Es hieß, dass es nichts gab, was einen attraktiven Mann entstellen konnte, aber sein Bart und die 'depressiver Poet mit unendlichem Weltschmerz'-Frisur bewiesen standhaft das Gegenteil. Wer auch immer ihm zu dieser Tarnung geraten hatte, verstand sein Metier auf erschreckend effiziente Art und Weise. Aber auch sie selbst hatte sich schließlich einer gewissen Änderung unterworfen - die blauhaarige, eng mit ihrem eigenen Haar verknüpfte Perücke mit dem Bob-Schnitt war ungewohnt, aber es brachte das Gefühl früherer Einsätze zurück. Und die Erinnerung an Nar Shaddaa ...
Sie ging auf den Balkon, der zu dem gemieteten Apartment gehörte, hinaus und lehnte sich dann gemächlich ans Geländer. Nachdem sie sich eine Zigarette angesteckt hatte, rauchte sie die ersten Züge und blies den Rauch in den nächtlichen Dunst des Huttenmondes hinaus. Der erste Kontakt mit dem Vertreter der 'Black Weapons' war gut gelaufen, der dunkelhäutige Hühne mit den hellen Augen schien die richtige Einstellung mitzubringen. Und sie hatten sich mit einer Kiste Casino-Chips und einer Kiste Waffen präsentiert, was das Kennenlernen natürlich positiv beeinflusst hatte. Nun würden sie eine Einladungskarte nach Triple Zero erhalten, wenn ihre gefälschten IDs die Sicherheitsüberprüfung überlebten. 
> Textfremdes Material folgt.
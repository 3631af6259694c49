//! Error types for the import surface.

use thiserror::Error;

/// Stable error codes for machine-readable output.
pub mod codes {
    pub const INVALID_IDENTIFIER: &str = "INVALID_IDENTIFIER";
    pub const RELATIVE_PATH_REJECTED: &str = "RELATIVE_PATH_REJECTED";
    pub const CORE_MODULE_REJECTED: &str = "CORE_MODULE_REJECTED";
    pub const DUPLICATE_PACKAGE: &str = "DUPLICATE_PACKAGE";
    pub const RUNNER_UNAVAILABLE: &str = "RUNNER_UNAVAILABLE";
    pub const RUNNER_TOO_OLD: &str = "RUNNER_TOO_OLD";
    pub const INSTALL_FAILED: &str = "INSTALL_FAILED";
    pub const INSTALL_DIR_NOT_FOUND: &str = "INSTALL_DIR_NOT_FOUND";
    pub const UNEXPECTED_INSTALL_LAYOUT: &str = "UNEXPECTED_INSTALL_LAYOUT";
    pub const IMPORT_AFTER_INSTALL_FAILED: &str = "IMPORT_AFTER_INSTALL_FAILED";
    pub const NOT_YET_RESOLVED: &str = "NOT_YET_RESOLVED";
    pub const COMMAND_FAILED: &str = "COMMAND_FAILED";
    pub const MODULE_NOT_FOUND: &str = "MODULE_NOT_FOUND";
    pub const IO_ERROR: &str = "IO_ERROR";
}

/// Errors raised while parsing, importing or resolving packages.
///
/// Every variant is terminal for the call that produced it; nothing is
/// retried internally. A failed local load of an individual package is not
/// an error at all -- it is the signal to fall back to a temporary install.
#[derive(Error, Debug)]
pub enum Error {
    #[error("invalid package identifier: parsed name '{name}' from '{raw}'")]
    InvalidIdentifier { name: String, raw: String },

    #[error("cannot import relative paths: got '{raw}'")]
    RelativePathRejected { raw: String },

    #[error("can only import registry packages, got core module '{module}' from '{raw}'")]
    CoreModuleRejected { module: String, raw: String },

    #[error("cannot import the same package twice: got '{raw}' but already saw '{name}' earlier")]
    DuplicatePackage { name: String, raw: String },

    #[error("couldn't execute '{command}', is npm installed and up-to-date?")]
    RunnerUnavailable {
        command: String,
        #[source]
        source: Box<Error>,
    },

    #[error("npm version {required}+ is required, got '{found}' when running 'npx --version'")]
    RunnerTooOld { found: String, required: u64 },

    #[error("failed installing {packages} using: {command}")]
    InstallFailed {
        packages: String,
        command: String,
        #[source]
        source: Box<Error>,
    },

    #[error("failed to find a temporary install directory in:\n{segments}")]
    InstallDirNotFound { segments: String },

    #[error("found temporary path '{path}' but expected a node_modules directory above it")]
    UnexpectedInstallLayout { path: String },

    #[error("import failed for {packages}\n\nYou should install {packages} locally:\n    {install_command}")]
    ImportAfterInstallFailed {
        packages: String,
        install_command: String,
        #[source]
        source: Box<Error>,
    },

    #[error("package '{name}' must be imported before it can be resolved")]
    NotYetResolved { name: String },

    #[error("failed executing '{command}': {detail}")]
    CommandFailed { command: String, detail: String },

    #[error("cannot find module '{specifier}': {detail}")]
    ModuleNotFound { specifier: String, detail: String },

    #[error("IO error: {0}")]
    Io(#[from] std::io::Error),
}

impl Error {
    /// Create an invalid identifier error.
    pub fn invalid_identifier(name: impl Into<String>, raw: impl Into<String>) -> Self {
        Self::InvalidIdentifier {
            name: name.into(),
            raw: raw.into(),
        }
    }

    /// Create a module not found error.
    pub fn module_not_found(specifier: impl Into<String>, detail: impl Into<String>) -> Self {
        Self::ModuleNotFound {
            specifier: specifier.into(),
            detail: detail.into(),
        }
    }

    /// The stable code for this error.
    #[must_use]
    pub fn code(&self) -> &'static str {
        match self {
            Self::InvalidIdentifier { .. } => codes::INVALID_IDENTIFIER,
            Self::RelativePathRejected { .. } => codes::RELATIVE_PATH_REJECTED,
            Self::CoreModuleRejected { .. } => codes::CORE_MODULE_REJECTED,
            Self::DuplicatePackage { .. } => codes::DUPLICATE_PACKAGE,
            Self::RunnerUnavailable { .. } => codes::RUNNER_UNAVAILABLE,
            Self::RunnerTooOld { .. } => codes::RUNNER_TOO_OLD,
            Self::InstallFailed { .. } => codes::INSTALL_FAILED,
            Self::InstallDirNotFound { .. } => codes::INSTALL_DIR_NOT_FOUND,
            Self::UnexpectedInstallLayout { .. } => codes::UNEXPECTED_INSTALL_LAYOUT,
            Self::ImportAfterInstallFailed { .. } => codes::IMPORT_AFTER_INSTALL_FAILED,
            Self::NotYetResolved { .. } => codes::NOT_YET_RESOLVED,
            Self::CommandFailed { .. } => codes::COMMAND_FAILED,
            Self::ModuleNotFound { .. } => codes::MODULE_NOT_FOUND,
            Self::Io(_) => codes::IO_ERROR,
        }
    }
}
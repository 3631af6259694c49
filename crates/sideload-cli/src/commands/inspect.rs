use crate::commands::fail;
use miette::{IntoDiagnostic, Result};
use serde::Serialize;
use sideload_core::{is_exact_version, PackageSpec};

#[derive(Serialize)]
struct InspectReport {
    raw: String,
    #[serde(skip_serializing_if = "Option::is_none")]
    scope: Option<String>,
    package_name: String,
    name: String,
    version: String,
    exact_version: bool,
    path: String,
    name_with_path: String,
    cli_token: String,
}

/// Run the inspect command: parse a spec and show its derived fields.
pub fn run(spec: &str, json: bool) -> Result<()> {
    let parsed = match PackageSpec::parse(spec) {
        Ok(parsed) => parsed,
        Err(e) => return fail(e, json),
    };

    let report = InspectReport {
        raw: parsed.raw,
        scope: parsed.scope,
        package_name: parsed.package_name,
        name: parsed.name,
        exact_version: is_exact_version(&parsed.version),
        version: parsed.version,
        path: parsed.path,
        name_with_path: parsed.name_with_path,
        cli_token: parsed.cli_token,
    };

    if json {
        let body = serde_json::to_string_pretty(&report).into_diagnostic()?;
        println!("{body}");
    } else {
        println!("Name:            {}", report.name);
        println!(
            "Scope:           {}",
            report.scope.as_deref().unwrap_or("-")
        );
        println!(
            "Version:         {}{}",
            report.version,
            if report.exact_version { " (exact)" } else { "" }
        );
        println!(
            "Sub-path:        {}",
            if report.path.is_empty() {
                "-"
            } else {
                report.path.as_str()
            }
        );
        println!("Load specifier:  {}", report.name_with_path);
        println!("Install token:   {}", report.cli_token);
    }

    Ok(())
}
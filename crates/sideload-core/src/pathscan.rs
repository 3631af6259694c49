//! npx temporary install directory discovery.
//!
//! A package-runner invocation installs into a fresh temp directory and
//! prepends `<temp>/node_modules/.bin` to the child's PATH. We append a
//! "print PATH" command to the install invocation and scan the captured
//! output for that segment to recover the install root.
//!
//! The internals take an explicit `windows` flag so both platform parsers
//! are unit tested on any host; the public entry point picks the host
//! platform.

use crate::error::Error;
use std::path::PathBuf;

/// Marker inside npx's temp cache path on POSIX platforms.
const UNIX_MARKER: &str = "/.npm/_npx/";

/// Markers on Windows; npm has used both layouts.
const WINDOWS_MARKERS: &[&str] = &["\\npm-cache\\_npx\\", "\\npm\\cache\\_npx\\"];

/// The shell command that dumps the PATH variable.
#[must_use]
pub fn emit_path_command() -> &'static str {
    if cfg!(windows) {
        "set PATH"
    } else {
        "printenv PATH"
    }
}

/// Recover the `node_modules` install root from a PATH variable dump.
///
/// # Errors
/// Fails with `InstallDirNotFound` when no segment looks like an npx temp
/// directory, and `UnexpectedInstallLayout` when the matched segment is not
/// a `.../node_modules/.bin` leaf.
pub fn find_install_root(dump: &str) -> Result<PathBuf, Error> {
    find_install_root_for(dump, cfg!(windows))
}

fn find_install_root_for(dump: &str, windows: bool) -> Result<PathBuf, Error> {
    let bin_dir = find_temp_segment(dump, windows)?;

    let layout_err = || Error::UnexpectedInstallLayout {
        path: bin_dir.clone(),
    };

    // The segment is expected to end in node_modules/.bin: strip the final
    // component and check the one above it.
    let (root, _bin) = strip_last_component(&bin_dir, windows).ok_or_else(&layout_err)?;
    let (_, root_leaf) = strip_last_component(root, windows).ok_or_else(&layout_err)?;
    if root_leaf != "node_modules" {
        return Err(layout_err());
    }

    Ok(PathBuf::from(root))
}

fn find_temp_segment(dump: &str, windows: bool) -> Result<String, Error> {
    let segments = split_path_list(dump, windows);

    segments
        .iter()
        .find(|s| is_temp_segment(s, windows))
        .cloned()
        .ok_or_else(|| Error::InstallDirNotFound {
            segments: segments.join("\n"),
        })
}

/// Split a PATH dump into its segments.
///
/// On Windows the dump comes from `set PATH`, so it carries a `PATH=`
/// prefix and CRLF line endings; the list separator is `;` instead of `:`.
fn split_path_list(dump: &str, windows: bool) -> Vec<String> {
    if windows {
        let trimmed = dump.trim();
        let body = if trimmed.len() >= 5 && trimmed[..5].eq_ignore_ascii_case("PATH=") {
            &trimmed[5..]
        } else {
            trimmed
        };
        body.replace("\r\n", ";")
            .split(';')
            .map(str::to_string)
            .collect()
    } else {
        dump.trim().split(':').map(str::to_string).collect()
    }
}

fn is_temp_segment(segment: &str, windows: bool) -> bool {
    if windows {
        WINDOWS_MARKERS.iter().any(|m| segment.contains(m))
    } else {
        segment.contains(UNIX_MARKER)
    }
}

/// Split off the last path component, tolerating a trailing separator.
fn strip_last_component(path: &str, windows: bool) -> Option<(&str, &str)> {
    let sep = if windows { '\\' } else { '/' };
    let trimmed = path.trim_end_matches(sep);
    let idx = trimmed.rfind(sep)?;
    Some((&trimmed[..idx], &trimmed[idx + 1..]))
}
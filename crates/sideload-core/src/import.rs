//! Import orchestration: try local, install what is missing, stitch the
//! results back together in input order.
//!
//! The [`Importer`] is the explicit context object for one session: it owns
//! the capability handles and the [`InstallCache`] recording where every
//! package came from. All capability calls are strictly sequential, so call
//! counts and ordering are observable by test doubles.

use crate::cache::{InstallCache, InstallLocation};
use crate::error::Error;
use crate::host::{Host, LoadedModule, Logger, NodeHost, TracingLogger};
use crate::pathscan;
use crate::spec::PackageSpec;
use crate::version::install_preference;
use std::path::PathBuf;

/// Minimum npm major version; earlier npx lacks the `-p`/`--prefer-*`
/// behavior this protocol depends on.
const MIN_NPM_MAJOR: u64 = 7;

/// The command used to probe the package runner.
const VERSION_COMMAND: &str = "npx --version";

/// Options controlling one import session.
#[derive(Debug, Clone)]
pub struct ImportOptions {
    /// If true, the install fallback only runs when the process itself was
    /// launched by a package runner; otherwise plain local loading is used
    /// with no caching. Defaults to true.
    pub only_package_runner: bool,
}

impl Default for ImportOptions {
    fn default() -> Self {
        Self {
            only_package_runner: true,
        }
    }
}

/// Imports packages, installing missing ones into a temporary npx
/// directory, and answers where previous imports came from.
pub struct Importer {
    host: Box<dyn Host>,
    logger: Box<dyn Logger>,
    options: ImportOptions,
    cache: InstallCache,
}

impl Importer {
    /// Create an importer with the production host and logger.
    pub fn new() -> Result<Self, Error> {
        Ok(Self::with_host(Box::new(NodeHost::new()?)))
    }

    /// Create an importer around an explicit host (tests inject doubles
    /// here).
    #[must_use]
    pub fn with_host(host: Box<dyn Host>) -> Self {
        Self {
            host,
            logger: Box::new(TracingLogger),
            options: ImportOptions::default(),
            cache: InstallCache::new(),
        }
    }

    /// Replace the progress logger.
    #[must_use]
    pub fn logger(mut self, logger: Box<dyn Logger>) -> Self {
        self.logger = logger;
        self
    }

    /// Set whether imports outside a package-runner context skip the
    /// install fallback.
    #[must_use]
    pub fn only_package_runner(mut self, only: bool) -> Self {
        self.options.only_package_runner = only;
        self
    }

    /// Where previously imported packages were resolved from.
    #[must_use]
    pub fn cache(&self) -> &InstallCache {
        &self.cache
    }

    /// Import a single package.
    pub fn import(&mut self, raw: &str) -> Result<LoadedModule, Error> {
        let mut results = self.import_all(&[raw])?;
        Ok(results.remove(0))
    }

    /// Import a batch of packages, returning results in input order.
    ///
    /// Parse errors and duplicate names surface before any I/O. A package
    /// that fails to load locally is not an error; it joins the missing set
    /// and one runner invocation installs the whole set.
    pub fn import_all(&mut self, raws: &[&str]) -> Result<Vec<LoadedModule>, Error> {
        let specs = parse_batch(raws)?;

        if self.options.only_package_runner && !self.host.in_package_runner() {
            // Not under npx/bunx: the ambient installation is expected to
            // have everything already. No fallback, no caching.
            let mut loaded = Vec::with_capacity(specs.len());
            for spec in &specs {
                loaded.push(self.host.load_module(&spec.name_with_path)?);
            }
            return Ok(loaded);
        }

        let mut slots: Vec<Option<LoadedModule>> = vec![None; specs.len()];
        let mut missing: Vec<usize> = Vec::new();

        for (i, spec) in specs.iter().enumerate() {
            match self.host.load_module(&spec.name_with_path) {
                Ok(module) => {
                    self.cache.mark_local(&spec.name);
                    slots[i] = Some(module);
                }
                // Absence locally is the "try remote" signal, not an error.
                Err(_) => missing.push(i),
            }
        }

        if !missing.is_empty() {
            let missing_specs: Vec<&PackageSpec> = missing.iter().map(|&i| &specs[i]).collect();
            let root = self.install_missing(&missing_specs)?;

            for &i in &missing {
                let spec = &specs[i];
                match self.host.load_module_relative(&root, &spec.name_with_path) {
                    Ok(module) => {
                        self.cache.mark_installed(&spec.name, &root);
                        slots[i] = Some(module);
                    }
                    Err(e) => {
                        return Err(Error::ImportAfterInstallFailed {
                            packages: join_load_specifiers(&missing_specs),
                            install_command: install_hint(&missing_specs),
                            source: Box::new(e),
                        });
                    }
                }
            }
        }

        Ok(slots.into_iter().flatten().collect())
    }

    /// Resolve the absolute location of a previously imported package.
    ///
    /// # Errors
    /// Fails with `NotYetResolved` when the package has not gone through a
    /// successful import in this session; parse errors apply as in
    /// [`PackageSpec::parse`].
    pub fn resolve(&self, raw: &str) -> Result<PathBuf, Error> {
        let spec = PackageSpec::parse(raw)?;

        match self.cache.get(&spec.name) {
            None => Err(Error::NotYetResolved { name: spec.name }),
            Some(InstallLocation::Local) => self.host.resolve_path(&spec.name_with_path),
            Some(InstallLocation::TempDir(root)) => {
                self.host.resolve_path_relative(root, &spec.name_with_path)
            }
        }
    }

    /// Check the runner, install the missing set in one invocation, and
    /// return the temporary install root.
    fn install_missing(&mut self, missing: &[&PackageSpec]) -> Result<PathBuf, Error> {
        self.check_runner()?;

        let plural = if missing.len() == 1 { "" } else { "s" };
        self.logger.log(&format!(
            "Package{plural} {} not available locally. Attempting to use npx to install temporarily.",
            join_load_specifiers(missing),
        ));

        let preference = install_preference(missing.iter().copied());
        let tokens = missing
            .iter()
            .map(|s| format!("-p {}", s.cli_token))
            .collect::<Vec<_>>()
            .join(" ");
        let install_command = format!("npx --prefer-{} -y {tokens}", preference.as_str());
        self.logger.log(&format!("Installing... ({install_command})"));

        let stdout = self
            .host
            .run_command(&format!(
                "{install_command} {}",
                pathscan::emit_path_command()
            ))
            .map_err(|e| Error::InstallFailed {
                packages: missing
                    .iter()
                    .map(|s| format!("'{}'", s.name))
                    .collect::<Vec<_>>()
                    .join(", "),
                command: install_command.clone(),
                source: Box::new(e),
            })?;

        let root = pathscan::find_install_root(&stdout)?;

        self.logger.log(&format!(
            "Installed into {}. To skip this step in future, run: {}",
            root.display(),
            install_hint(missing),
        ));

        Ok(root)
    }

    fn check_runner(&mut self) -> Result<(), Error> {
        let reported = self
            .host
            .run_command(VERSION_COMMAND)
            .map_err(|e| Error::RunnerUnavailable {
                command: VERSION_COMMAND.to_string(),
                source: Box::new(e),
            })?;

        let major = semver::Version::parse(reported.trim()).map_or(0, |v| v.major);
        if major < MIN_NPM_MAJOR {
            return Err(Error::RunnerTooOld {
                found: reported,
                required: MIN_NPM_MAJOR,
            });
        }

        Ok(())
    }
}
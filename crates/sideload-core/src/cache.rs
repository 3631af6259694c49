//! Process-lifetime record of where packages were resolved from.

use std::collections::HashMap;
use std::path::{Path, PathBuf};

/// Where a package was found during import.
#[derive(Debug, Clone, PartialEq, Eq)]
pub enum InstallLocation {
    /// Loadable from the ambient installation; nothing was installed.
    Local,
    /// Installed by the package runner into this `node_modules` root.
    TempDir(PathBuf),
}

/// Maps canonical package names to where they were resolved.
///
/// Owned by the importer: an entry exists exactly when the package has been
/// successfully imported during this importer's lifetime. Entries are never
/// removed and nothing is persisted across processes. Path resolution reads
/// this map to answer "where did that import come from" after the fact.
#[derive(Debug, Default)]
pub struct InstallCache {
    entries: HashMap<String, InstallLocation>,
}

impl InstallCache {
    /// Create an empty cache.
    #[must_use]
    pub fn new() -> Self {
        Self::default()
    }

    /// Look up where a package was resolved, if it was.
    #[must_use]
    pub fn get(&self, name: &str) -> Option<&InstallLocation> {
        self.entries.get(name)
    }

    /// Record that a package resolved from the ambient installation.
    pub fn mark_local(&mut self, name: &str) {
        self.entries.insert(name.to_string(), InstallLocation::Local);
    }

    /// Record that a package was installed into a temporary root.
    pub fn mark_installed(&mut self, name: &str, root: &Path) {
        self.entries
            .insert(name.to_string(), InstallLocation::TempDir(root.to_path_buf()));
    }

    /// Number of resolved packages.
    #[must_use]
    pub fn len(&self) -> usize {
        self.entries.len()
    }

    /// Whether anything has been resolved yet.
    #[must_use]
    pub fn is_empty(&self) -> bool {
        self.entries.is_empty()
    }
}
//! Package spec parsing.
//!
//! Parses package identifiers like:
//! - `left-pad`
//! - `react@18.2.0`
//! - `@types/node@^20`
//! - `@scope/pkg@beta/sub/path.js`
//!
//! The grammar is `[@scope/]name[@version][/sub/path]`. Strings starting
//! with `.` or `/` are filesystem paths, never package identifiers.

use crate::builtins::is_builtin;
use crate::error::Error;
use regex_lite::Regex;
use std::sync::OnceLock;

/// npm's registry limit on package name length.
const MAX_NAME_LEN: usize = 214;

/// Names the registry reserves and will never serve.
const RESERVED_NAMES: &[&str] = &["favicon.ico", "node_modules"];

/// Characters in a version token that the shell would interpret.
const SHELL_META: &[char] = &['<', '>', '*'];

fn spec_regex() -> &'static Regex {
    static RE: OnceLock<Regex> = OnceLock::new();
    RE.get_or_init(|| {
        Regex::new(r"^((?:(?:@([a-z0-9-][a-z0-9-_.]*))/)?([a-z0-9-][a-z0-9-_.]+))(?:@([^/]+))?(/.*)?$")
            .expect("spec grammar is a valid regex")
    })
}

/// A parsed package specification.
#[derive(Debug, Clone, PartialEq, Eq)]
pub struct PackageSpec {
    /// The original string, untouched.
    pub raw: String,
    /// Scope without the @ prefix, if scoped.
    pub scope: Option<String>,
    /// Package name without the scope.
    pub package_name: String,
    /// Full package name (e.g. `@scope/name` or `name`). The canonical
    /// identity key: unique within one import batch.
    pub name: String,
    /// Requested version or tag. `latest` when omitted, which is a request
    /// for the latest tag, not an exact version.
    pub version: String,
    /// Sub-path suffix including its leading `/`, empty when absent.
    pub path: String,
    /// Name plus sub-path; the specifier actually handed to the loader.
    pub name_with_path: String,
    /// `name@version` for the npx command line, single-quoted when the
    /// version contains shell-meaningful characters.
    pub cli_token: String,
}

impl PackageSpec {
    /// Parse a package identifier string.
    ///
    /// # Errors
    /// Fails with `RelativePathRejected` for strings starting with `.` or
    /// `/`, `CoreModuleRejected` when the name is a Node core module, and
    /// `InvalidIdentifier` for anything else outside the grammar.
    pub fn parse(raw: &str) -> Result<Self, Error> {
        if raw.starts_with('.') || raw.starts_with('/') {
            return Err(Error::RelativePathRejected {
                raw: raw.to_string(),
            });
        }

        let Some(caps) = spec_regex().captures(raw) else {
            return Err(Error::invalid_identifier(raw, raw));
        };

        let name = caps.get(1).map_or("", |m| m.as_str());
        let scope = caps.get(2).map(|m| m.as_str().to_string());
        let package_name = caps.get(3).map_or("", |m| m.as_str());
        let version = caps.get(4).map_or("latest", |m| m.as_str());
        let path = caps.get(5).map_or("", |m| m.as_str());

        if name.is_empty() || name.len() > MAX_NAME_LEN || RESERVED_NAMES.contains(&name) {
            return Err(Error::invalid_identifier(name, raw));
        }

        if is_builtin(name) {
            return Err(Error::CoreModuleRejected {
                module: name.to_string(),
                raw: raw.to_string(),
            });
        }

        let cli_token = if version.contains(SHELL_META) {
            format!("'{name}@{version}'")
        } else {
            format!("{name}@{version}")
        };

        Ok(Self {
            raw: raw.to_string(),
            scope,
            package_name: package_name.to_string(),
            name: name.to_string(),
            version: version.to_string(),
            path: path.to_string(),
            name_with_path: format!("{name}{path}"),
            cli_token,
        })
    }

    /// Check if this is a scoped package.
    #[must_use]
    pub fn is_scoped(&self) -> bool {
        self.scope.is_some()
    }
}
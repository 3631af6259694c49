#![deny(clippy::all)]
#![warn(clippy::pedantic)]
#![allow(clippy::module_name_repetitions)]
#![allow(clippy::missing_errors_doc)]

//! On-demand acquisition and loading of npm packages.
//!
//! Given one or more package identifiers, the [`Importer`] loads them from
//! a pre-existing local installation and, failing that, shells out to `npx`
//! to install them into a temporary session-scoped directory and loads them
//! from there. Intended for command-line tools that want optional or heavy
//! dependencies without forcing every user to install them up front.
//!
//! All contact with the outside world (module resolution, subprocess
//! execution, logging) goes through the [`Host`] and [`Logger`] traits, so
//! the whole resolution protocol is testable without touching the network
//! or a real npm installation.

pub mod builtins;
pub mod cache;
pub mod error;
pub mod host;
pub mod import;
pub mod pathscan;
pub mod spec;
pub mod version;

pub use cache::{InstallCache, InstallLocation};
pub use error::{codes as error_codes, Error};
pub use host::{Host, LoadedModule, Logger, NodeHost, TracingLogger};
pub use import::{ImportOptions, Importer};
pub use spec::PackageSpec;
pub use version::{install_preference, is_exact_version, Preference};
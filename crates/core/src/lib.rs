//! Stocktracker Core - acquisition service, response models, and storage traits.
//!
//! This crate orchestrates the `stocktracker-market-data` components into one
//! request pipeline. It is database-agnostic and defines the `BarStore` trait
//! implemented by the `storage-sqlite` crate.

pub mod errors;
pub mod market_data;

// Re-export error types
pub use errors::Error;
pub use errors::Result;
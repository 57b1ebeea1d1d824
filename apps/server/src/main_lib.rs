use std::sync::Arc;

use crate::config::Config;
use stocktracker_core::market_data::{FallbackPolicy, MarketDataService, MarketDataServiceTrait};
use stocktracker_market_data::{
    AlphaVantageClient, AlphaVantageConfig, MarketDataSource, RateLimitConfig, RateLimiter,
};
use stocktracker_storage_sqlite::{db, market_data::BarRepository};
use tracing_subscriber::prelude::*;
use tracing_subscriber::{fmt, EnvFilter};

pub struct AppState {
    pub market_data_service: Arc<dyn MarketDataServiceTrait + Send + Sync>,
}

pub fn init_tracing() {
    let log_format = std::env::var("ST_LOG_FORMAT").unwrap_or_else(|_| "text".to_string());
    let filter = EnvFilter::try_from_default_env().unwrap_or_else(|_| EnvFilter::new("info"));
    let registry = tracing_subscriber::registry().with(filter);

    if log_format.eq_ignore_ascii_case("json") {
        registry
            .with(fmt::layer().json().with_current_span(false))
            .init();
    } else {
        registry
            .with(fmt::layer().with_target(true).with_line_number(true))
            .init();
    }
}

pub async fn build_state(config: &Config) -> anyhow::Result<Arc<AppState>> {
    let db_path = db::init(&config.db_path)?;
    tracing::info!("Database path in use: {}", db_path);

    let pool = db::create_pool(&db_path)?;
    db::run_migrations(&pool)?;
    let writer = db::spawn_writer((*pool).clone());
    let bar_repository = Arc::new(BarRepository::new(pool.clone(), writer));

    let limiter = Arc::new(RateLimiter::with_config(RateLimitConfig {
        max_calls: config.rate_limit_max_calls,
        window: config.rate_limit_window,
    }));

    let provider_config = AlphaVantageConfig {
        api_key: config.alpha_vantage_api_key.clone(),
        base_url: config.alpha_vantage_base_url.clone(),
        timeout: config.request_timeout,
    };
    let source: Arc<dyn MarketDataSource> = Arc::new(AlphaVantageClient::new(provider_config));

    let fallback = if config.synthetic_fallback {
        FallbackPolicy::Synthetic
    } else {
        FallbackPolicy::Disabled
    };
    tracing::info!(
        "Market data: {} calls per {:?}, synthetic fallback {:?}",
        config.rate_limit_max_calls,
        config.rate_limit_window,
        fallback
    );

    let market_data_service: Arc<dyn MarketDataServiceTrait + Send + Sync> = Arc::new(
        MarketDataService::new(limiter, source, bar_repository).with_fallback(fallback),
    );

    Ok(Arc::new(AppState {
        market_data_service,
    }))
}
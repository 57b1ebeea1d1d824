use async_trait::async_trait;
use diesel::prelude::*;
use log::debug;
use std::sync::Arc;

use super::model::{NewStockBarDB, StockBarDB};
use crate::db::{get_connection, DbPool, WriteHandle};
use crate::errors::IntoCore;
use crate::schema::stock_bars::dsl as bars_dsl;
use stocktracker_core::errors::{Error, Result};
use stocktracker_core::market_data::BarStore;
use stocktracker_market_data::{MarketBar, Symbol};

/// SQLite-backed [`BarStore`].
///
/// A bar is keyed by symbol and timestamp; storing the same day twice keeps
/// the latest values.
pub struct BarRepository {
    pool: Arc<DbPool>,
    writer: WriteHandle,
}

impl BarRepository {
    pub fn new(pool: Arc<DbPool>, writer: WriteHandle) -> Self {
        Self { pool, writer }
    }
}

#[async_trait]
impl BarStore for BarRepository {
    async fn store(&self, symbol: &Symbol, bar: &MarketBar) -> Result<()> {
        let row = NewStockBarDB::from_bar(symbol, bar);

        self.writer
            .exec(move |conn: &mut SqliteConnection| -> Result<()> {
                diesel::replace_into(bars_dsl::stock_bars)
                    .values(&row)
                    .execute(conn)
                    .into_core()?;
                Ok(())
            })
            .await
    }

    async fn history(&self, symbol: &Symbol, limit: usize) -> Result<Vec<MarketBar>> {
        let pool = Arc::clone(&self.pool);
        let symbol_str = symbol.as_str().to_string();
        let limit = i64::try_from(limit).unwrap_or(i64::MAX);

        let rows = tokio::task::spawn_blocking(move || -> Result<Vec<StockBarDB>> {
            let mut conn = get_connection(&pool)?;
            bars_dsl::stock_bars
                .filter(bars_dsl::symbol.eq(symbol_str))
                .order(bars_dsl::timestamp.desc())
                .limit(limit)
                .select(StockBarDB::as_select())
                .load::<StockBarDB>(&mut conn)
                .into_core()
        })
        .await
        .map_err(|e| Error::Unexpected(format!("Stored bar query panicked: {}", e)))??;

        debug!("Read {} stored bars for {}", rows.len(), symbol);
        rows.into_iter().map(MarketBar::try_from).collect()
    }
}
Der SGD hatte bislang ganze Arbeit geleistet und die Soldatentruppe mit dermaßen amüsanten Tarngeschichten ausgestattet,  die erschreckend nahe an der Wahrheit blieben und dennoch genug Raum für eigene Interpretationen ließen. Allein Master Sergeant Blex und Corporal Brent dabei zuzuhören, wie sie einen Abend lang über Nutten und das Weintrinken stritten, verlieh diesem Spezialauftrag eine gewisse Würze.
Es war eine typisch imperiale Taktik, sich einen schwelenden Konflikt zueigen zu machen und zu versuchen, daraus Kapital zu schlagen. Dass auf Coruscant, der Mitte der Galaxis, schwerwiegende Probleme herrschten, war kein Geheimnis. Dass eine Vereinigung krimineller Kräfte versuchte, dort Kontrolle über einige Sektoren zu gewinnen, nicht überraschend. Diese Kriminellen mit imperialen Mitteln zu unterstützen und dafür zu sorgen, dass sie den lokalen Sicherheitsbehörden das Leben so schwer wie möglich machten, versprach für einen relativ kleinen Einsatz einen recht großen Gewinn - Destabilisierung der Verhältnisse. 
Und es war eine erste Bewährungsprobe für die neue Spezialisierung des Regiments unter herausfordernden Bedingungen - sich auf Coruscant einschleichen unternahm man schließlich nicht einfach mal nebenher. Die vorbereitende Logistik blieb jedoch dem Sith-Geheimdienst überlassen und bislang hatte der SGD ganze Arbeit beleistet. Lienas schnippte Asche über den Balkon und verfolgte eine in den Neonlichtern Nar Shaddaas vorbeigleitende Hutten-Vergnügungsbarke mit ihrem Blick. 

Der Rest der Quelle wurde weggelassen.